What is ProAssurance Corporation's P/E ratio?

ProAssurance Corporation's current P/E ratio is 25.3x. The historical average is 17.8x. This places it at the 85th percentile of its historical range.

What is ProAssurance Corporation's EV/EBITDA?

ProAssurance Corporation's current EV/EBITDA is 19.7x. This enterprise value multiple compares the company's total value (equity + debt - cash) to its EBITDA. The historical average is 12.6x.
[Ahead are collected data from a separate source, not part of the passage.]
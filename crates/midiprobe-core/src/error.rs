//! Error types for the decoder and encoder.

use serde::Serialize;
use thiserror::Error;

/// Anomalies found while decoding a byte stream.
///
/// None of these stop the decoder; each is reported and decoding continues
/// from the next byte.
#[derive(Error, Debug, Clone, Copy, PartialEq, Eq, Hash, Serialize)]
pub enum DecodeError {
    #[error("data byte 0x{0:02X} with no running status")]
    OrphanDataByte(u8),

    #[error("EOX (0xF7) outside of System Exclusive")]
    UnmatchedEox,

    #[error("System Exclusive terminated by status 0x{status:02X} instead of EOX")]
    ImplicitSysExTermination { status: u8 },

    #[error("System Exclusive payload exceeds {limit} bytes")]
    SysExTooLarge { limit: usize },

    #[error("status 0x{status:02X} interrupted after {received} of {expected} data bytes")]
    IncompleteMessage { status: u8, expected: u8, received: u8 },

    #[error("undefined status byte 0x{0:02X}")]
    UndefinedStatus(u8),
}

/// How loudly a decode anomaly should be surfaced.
#[derive(Debug, Clone, Copy, PartialEq, Eq, PartialOrd, Ord, Hash, Serialize)]
pub enum Severity {
    Warning,
    Error,
}

impl DecodeError {
    pub fn severity(&self) -> Severity {
        match self {
            DecodeError::UnmatchedEox => Severity::Warning,
            _ => Severity::Error,
        }
    }
}

#[derive(Error, Debug, Clone, Copy, PartialEq, Eq)]
pub enum EncodeError {
    #[error("{field} out of range: {value} (max {max})")]
    ValueOutOfRange {
        field: &'static str,
        value: u32,
        max: u32,
    },

    #[error("invalid System Exclusive manufacturer ID")]
    InvalidManufacturerId,
}

pub type Result<T> = std::result::Result<T, EncodeError>;
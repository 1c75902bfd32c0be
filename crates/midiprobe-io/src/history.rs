//! Bounded history of recent probe events.

use parking_lot::Mutex;
use ringbuf::{traits::*, HeapRb};

use crate::event::ProbeEvent;

/// Fixed-capacity ring of the most recent events. Once full, each push
/// overwrites the oldest entry.
pub struct History {
    ring: Mutex<HeapRb<ProbeEvent>>,
    capacity: usize,
}

impl History {
    pub fn new(capacity: usize) -> Self {
        Self {
            ring: Mutex::new(HeapRb::new(capacity)),
            capacity,
        }
    }

    pub(crate) fn push(&self, event: ProbeEvent) {
        self.ring.lock().push_overwrite(event);
    }

    /// Oldest first.
    pub fn snapshot(&self) -> Vec<ProbeEvent> {
        self.ring.lock().iter().cloned().collect()
    }

    /// The `count` most recent events, oldest first.
    pub fn latest(&self, count: usize) -> Vec<ProbeEvent> {
        let ring = self.ring.lock();
        let skip = ring.occupied_len().saturating_sub(count);
        ring.iter().skip(skip).cloned().collect()
    }

    pub fn clear(&self) {
        self.ring.lock().clear();
    }

    pub fn len(&self) -> usize {
        self.ring.lock().occupied_len()
    }

    pub fn is_empty(&self) -> bool {
        self.ring.lock().is_empty()
    }

    pub fn capacity(&self) -> usize {
        self.capacity
    }
}
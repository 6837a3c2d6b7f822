/// Capacity of the consumer event channel; slow subscribers lose the oldest events
pub const EVENT_CHANNEL_CAPACITY: usize = 1024;

/// Counters describing one polling round
#[derive(Debug, Clone, Copy, Default, PartialEq, Eq)]
pub struct RoundSummary {
    /// Receive requests issued
    pub receive_requests: usize,
    /// Receive requests that failed and contributed no messages
    pub receive_failures: usize,
    /// Messages received
    pub received: usize,
    /// Whether a handler was invoked
    pub handler_invoked: bool,
    /// Whether the handler returned an error
    pub handler_failed: bool,
    /// Delete batch requests issued
    pub delete_requests: usize,
    /// Messages that could not be deleted
    pub delete_failures: usize,
}

impl RoundSummary {
    /// Whether every receive request of the round failed
    #[must_use]
    pub const fn all_receives_failed(&self) -> bool {
        self.receive_requests > 0 && self.receive_failures == self.receive_requests
    }
}

/// Something the consumer recovered from, or the end of a round
///
/// The same failures are logged; the channel lets callers react to them.
#[derive(Debug, Clone, PartialEq, Eq)]
pub enum ConsumerEvent {
    /// A receive request failed
    ReceiveFailed {
        /// Error detail
        error: String,
        /// Whether the service itself failed (5xx) rather than the request
        upstream: bool,
    },
    /// The batch handler returned an error or panicked
    HandlerFailed {
        /// Error detail
        error: String,
    },
    /// The service rejected the deletion of one message
    DeleteEntryFailed {
        /// Message id of the entry
        id: String,
        /// Error code reported by the service
        code: String,
        /// Error message reported by the service
        message: String,
    },
    /// A whole delete batch request failed
    DeleteRequestFailed {
        /// Entries in the failed request
        entries: usize,
        /// Error detail
        error: String,
    },
    /// A polling round finished
    RoundCompleted(RoundSummary),
}
//! Message publishing
//!
//! The publisher encodes application messages with a [`MessageParser`] and
//! sends them to one queue, either one at a time or as a single batch request.

mod parser;

use std::sync::Arc;

use serde::Serialize;
use tracing::{debug, instrument, warn};
use uuid::Uuid;

pub use parser::{DefaultMessageParser, MessageParams, MessageParser};

use crate::{
    config::PublisherConfig,
    error::{PartialFailure, QueueError, QueueResult},
    service::{resolve_queue_url, QueueService},
    types::{OutboundEntry, MAX_MESSAGES_PER_REQUEST},
};

/// Publishes messages to a single queue
pub struct Publisher<P = DefaultMessageParser> {
    queue_url: String,
    is_fifo: bool,
    parser: P,
    client: Arc<dyn QueueService>,
}

impl Publisher {
    /// Creates a publisher using the [`DefaultMessageParser`]
    ///
    /// # Errors
    ///
    /// Returns `QueueError::Resolution` if the queue URL cannot be resolved
    pub async fn new(config: PublisherConfig, client: Arc<dyn QueueService>) -> QueueResult<Self> {
        let queue_url = resolve_queue_url(client.as_ref(), &config.queue_name).await?;

        Ok(Self {
            queue_url,
            is_fifo: config.is_fifo,
            parser: DefaultMessageParser::default(),
            client,
        })
    }
}

impl<P: MessageParser> Publisher<P> {
    /// Replaces the message parser
    #[must_use]
    pub fn with_parser<Q: MessageParser>(self, parser: Q) -> Publisher<Q> {
        Publisher {
            queue_url: self.queue_url,
            is_fifo: self.is_fifo,
            parser,
            client: self.client,
        }
    }

    /// URL of the queue this publisher sends to
    #[must_use]
    pub fn queue_url(&self) -> &str {
        &self.queue_url
    }

    /// Whether FIFO group and deduplication ids are attached
    #[must_use]
    pub const fn is_fifo(&self) -> bool {
        self.is_fifo
    }

    /// Publishes one message
    ///
    /// # Returns
    ///
    /// The message ID assigned by the queue
    ///
    /// # Errors
    ///
    /// Returns `QueueError::Serialization` if the message cannot be encoded,
    /// or `QueueError::Transport` if the send fails
    #[instrument(skip_all, fields(queue_url = %self.queue_url))]
    pub async fn publish<T: Serialize + ?Sized + Sync>(&self, message: &T) -> QueueResult<String> {
        let entry = self.create_entry(message)?;

        let message_id = self.client.send_message(&self.queue_url, entry).await?;
        debug!(%message_id, "Published message");

        Ok(message_id)
    }

    /// Publishes messages in a single batch request
    ///
    /// Every message is encoded before anything is sent; one encoding failure
    /// aborts the whole call. The batch only counts as published if the
    /// service accepted every entry.
    ///
    /// # Returns
    ///
    /// The message IDs assigned by the queue
    ///
    /// # Errors
    ///
    /// Returns `QueueError::Serialization` if a message cannot be encoded,
    /// `QueueError::BatchTooLarge` if there are more than
    /// [`MAX_MESSAGES_PER_REQUEST`] messages, `QueueError::Transport` if the
    /// request fails, or `QueueError::PartialFailure` listing the rejected
    /// entries
    #[instrument(skip_all, fields(queue_url = %self.queue_url, count = messages.len()))]
    pub async fn publish_batch<T: Serialize + Sync>(
        &self,
        messages: &[T],
    ) -> QueueResult<Vec<String>> {
        if messages.len() > MAX_MESSAGES_PER_REQUEST {
            return Err(QueueError::BatchTooLarge {
                size: messages.len(),
                max: MAX_MESSAGES_PER_REQUEST,
            });
        }

        let entries = messages
            .iter()
            .map(|message| self.create_entry(message))
            .collect::<QueueResult<Vec<_>>>()?;

        if entries.is_empty() {
            return Ok(Vec::new());
        }
        let total = entries.len();

        let outcome = self
            .client
            .send_message_batch(&self.queue_url, entries)
            .await?;

        let message_ids: Vec<String> = outcome
            .successful
            .iter()
            .filter_map(|entry| entry.message_id.clone())
            .collect();
        for message_id in &message_ids {
            debug!(%message_id, "Published message");
        }

        if !outcome.failed.is_empty() {
            let failure = PartialFailure {
                total,
                failures: outcome.failed,
            };
            warn!(
                failed = failure.failed(),
                total = failure.total,
                "Batch publish partially failed"
            );
            return Err(failure.into());
        }

        Ok(message_ids)
    }

    fn create_entry<T: Serialize + ?Sized>(&self, message: &T) -> QueueResult<OutboundEntry> {
        let params = self.parser.parse(message)?;

        Ok(OutboundEntry {
            // Only correlates the entry with its result
            id: Uuid::new_v4().to_string(),
            body: params.body,
            message_type: params.message_type,
            content_type: params.content_type,
            group_id: self.fifo_only(params.message_group_id),
            deduplication_id: self.fifo_only(params.deduplication_id),
        })
    }

    fn fifo_only(&self, value: String) -> Option<String> {
        self.is_fifo.then_some(value)
    }
}
use std::{env, str::FromStr, time::Duration};

use aws_config::{retry::RetryConfig, timeout::TimeoutConfig, BehaviorVersion, Region};
use aws_sdk_sqs::{config::Credentials, Client as SqsClient};

use crate::{
    error::{QueueError, QueueResult},
    types::MAX_MESSAGES_PER_REQUEST,
};

/// Default number of remote calls in flight during one polling or deletion burst
pub const DEFAULT_PARALLEL_REQUESTS: usize = 10;

/// Upper bound on `max_number_of_messages`, keeping a round to 100 receive requests
pub const MAX_MESSAGES_PER_ROUND: i32 = 1_000;

const DEFAULT_REGION: &str = "eu-central-1";

/// Connection settings for the SQS client
#[derive(Debug, Clone, PartialEq, Eq)]
pub struct ClientConfig {
    /// Endpoint override, e.g. a `LocalStack` URL
    pub endpoint: Option<String>,
    /// Static access key, used together with `secret_key`
    pub access_key: Option<String>,
    /// Static secret key, used together with `access_key`
    pub secret_key: Option<String>,
    /// AWS region
    pub region: String,
}

impl Default for ClientConfig {
    fn default() -> Self {
        Self {
            endpoint: None,
            access_key: None,
            secret_key: None,
            region: DEFAULT_REGION.to_string(),
        }
    }
}

impl ClientConfig {
    /// Reads the client configuration from `AWS_SQS_URL`, `AWS_ACCESS_KEY`,
    /// `AWS_SECRET_KEY` and `AWS_REGION`
    #[must_use]
    pub fn from_env() -> Self {
        Self {
            endpoint: optional_var("AWS_SQS_URL"),
            access_key: optional_var("AWS_ACCESS_KEY"),
            secret_key: optional_var("AWS_SECRET_KEY"),
            region: optional_var("AWS_REGION").unwrap_or_else(|| DEFAULT_REGION.to_string()),
        }
    }

    /// Builds an SQS client with retry and timeout settings
    pub async fn sqs_client(&self) -> SqsClient {
        let retry_config = RetryConfig::standard()
            .with_max_attempts(3)
            .with_initial_backoff(Duration::from_millis(50));

        let timeout_config = TimeoutConfig::builder()
            .operation_timeout(Duration::from_secs(30))
            .build();

        let mut loader = aws_config::defaults(BehaviorVersion::latest())
            .region(Region::new(self.region.clone()))
            .retry_config(retry_config)
            .timeout_config(timeout_config);

        if let Some(endpoint_url) = &self.endpoint {
            loader = loader.endpoint_url(endpoint_url);
        }

        if let (Some(access_key), Some(secret_key)) = (&self.access_key, &self.secret_key) {
            loader = loader.credentials_provider(Credentials::new(
                access_key,
                secret_key,
                None,
                None,
                "static",
            ));
        }

        SqsClient::new(&loader.load().await)
    }
}

/// Configuration of a [`crate::PollingConsumer`]
#[derive(Debug, Clone, PartialEq, Eq)]
pub struct ConsumerConfig {
    /// Name of the queue to consume
    pub queue_name: String,
    /// Messages wanted per polling round, rounded up to a multiple of
    /// [`MAX_MESSAGES_PER_REQUEST`] and capped at [`MAX_MESSAGES_PER_ROUND`]
    pub max_number_of_messages: i32,
    /// Long polling wait time in seconds
    pub wait_time_seconds: i32,
    /// Visibility timeout of received messages in seconds
    pub visibility_timeout: i32,
    /// Pause after a round in which every receive request failed
    pub wait_on_error: Duration,
    /// Remote calls in flight during one polling or deletion burst
    pub max_parallel_requests: usize,
}

impl ConsumerConfig {
    /// Creates a configuration for `queue_name` with default settings
    #[must_use]
    pub fn new(queue_name: impl Into<String>) -> Self {
        Self {
            queue_name: queue_name.into(),
            max_number_of_messages: 10,
            wait_time_seconds: 5,
            visibility_timeout: 60,
            wait_on_error: Duration::from_secs(5),
            max_parallel_requests: DEFAULT_PARALLEL_REQUESTS,
        }
    }

    /// Reads the consumer configuration from the environment
    ///
    /// # Errors
    ///
    /// Returns `QueueError::Configuration` if `AWS_SQS_QUEUE_NAME` is not set,
    /// a numeric variable cannot be parsed, or
    /// `AWS_SQS_QUEUE_MAX_MESSAGES_PER_BATCH` exceeds [`MAX_MESSAGES_PER_ROUND`]
    pub fn from_env() -> QueueResult<Self> {
        let defaults = Self::new(required_var("AWS_SQS_QUEUE_NAME")?);

        let max_number_of_messages = parsed_var(
            "AWS_SQS_QUEUE_MAX_MESSAGES_PER_BATCH",
            defaults.max_number_of_messages,
        )?;
        if max_number_of_messages > MAX_MESSAGES_PER_ROUND {
            return Err(QueueError::Configuration(format!(
                "AWS_SQS_QUEUE_MAX_MESSAGES_PER_BATCH must be at most {MAX_MESSAGES_PER_ROUND}, got {max_number_of_messages}"
            )));
        }

        Ok(Self {
            max_number_of_messages,
            wait_time_seconds: parsed_var("AWS_SQS_QUEUE_WAIT_TIME", defaults.wait_time_seconds)?,
            visibility_timeout: parsed_var(
                "AWS_SQS_QUEUE_VISIBILITY_TIMEOUT",
                defaults.visibility_timeout,
            )?,
            wait_on_error: Duration::from_secs(parsed_var(
                "AWS_SQS_QUEUE_WAIT_ON_ERROR_SECONDS",
                defaults.wait_on_error.as_secs(),
            )?),
            max_parallel_requests: parsed_var(
                "AWS_SQS_QUEUE_PARALLEL_REQUESTS",
                defaults.max_parallel_requests,
            )?,
            ..defaults
        })
    }

    /// Number of receive requests issued per polling round
    #[must_use]
    pub fn receive_request_count(&self) -> usize {
        let wanted = usize::try_from(self.max_number_of_messages.min(MAX_MESSAGES_PER_ROUND))
            .unwrap_or_default()
            .max(1);
        wanted.div_ceil(MAX_MESSAGES_PER_REQUEST)
    }
}

/// Configuration of a [`crate::Publisher`]
#[derive(Debug, Clone, PartialEq, Eq)]
pub struct PublisherConfig {
    /// Name of the queue to publish to
    pub queue_name: String,
    /// Whether the queue is a FIFO queue
    pub is_fifo: bool,
}

impl PublisherConfig {
    /// Reads the publisher configuration from `AWS_SQS_QUEUE_NAME` and `AWS_SQS_FIFO_QUEUE`
    ///
    /// # Errors
    ///
    /// Returns `QueueError::Configuration` if `AWS_SQS_QUEUE_NAME` is not set
    /// or `AWS_SQS_FIFO_QUEUE` is not a boolean
    pub fn from_env() -> QueueResult<Self> {
        Ok(Self {
            queue_name: required_var("AWS_SQS_QUEUE_NAME")?,
            is_fifo: parsed_var("AWS_SQS_FIFO_QUEUE", false)?,
        })
    }
}

fn optional_var(name: &str) -> Option<String> {
    env::var(name)
        .ok()
        .map(|v| v.trim().to_string())
        .filter(|v| !v.is_empty())
}

fn required_var(name: &str) -> QueueResult<String> {
    optional_var(name)
        .ok_or_else(|| QueueError::Configuration(format!("{name} environment variable is not set")))
}

fn parsed_var<T: FromStr>(name: &str, default: T) -> QueueResult<T> {
    optional_var(name).map_or(Ok(default), |value| {
        value.to_lowercase().parse().map_err(|_| {
            QueueError::Configuration(format!("{name} has an invalid value: {value}"))
        })
    })
}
What is ProAssurance Corporation's ROE?

ProAssurance Corporation's return on equity (ROE) is 4.0%. The historical average is 8.7%.

Is PRA stock overvalued?

Based on historical data, ProAssurance Corporation is trading at a P/E of 25.3x. This is at the 85th percentile of its historical P/E range. Compare with industry peers and growth rates for a complete picture.

What are ProAssurance Corporation's profit margins?

ProAssurance Corporation has 39.4% gross margin and 6.6% operating margin.

How much debt does ProAssurance Corporation have?

ProAssurance Corporation's Debt/EBITDA ratio is 5.1x, indicating high leverage. A ratio above 4x may signal elevated financial risk.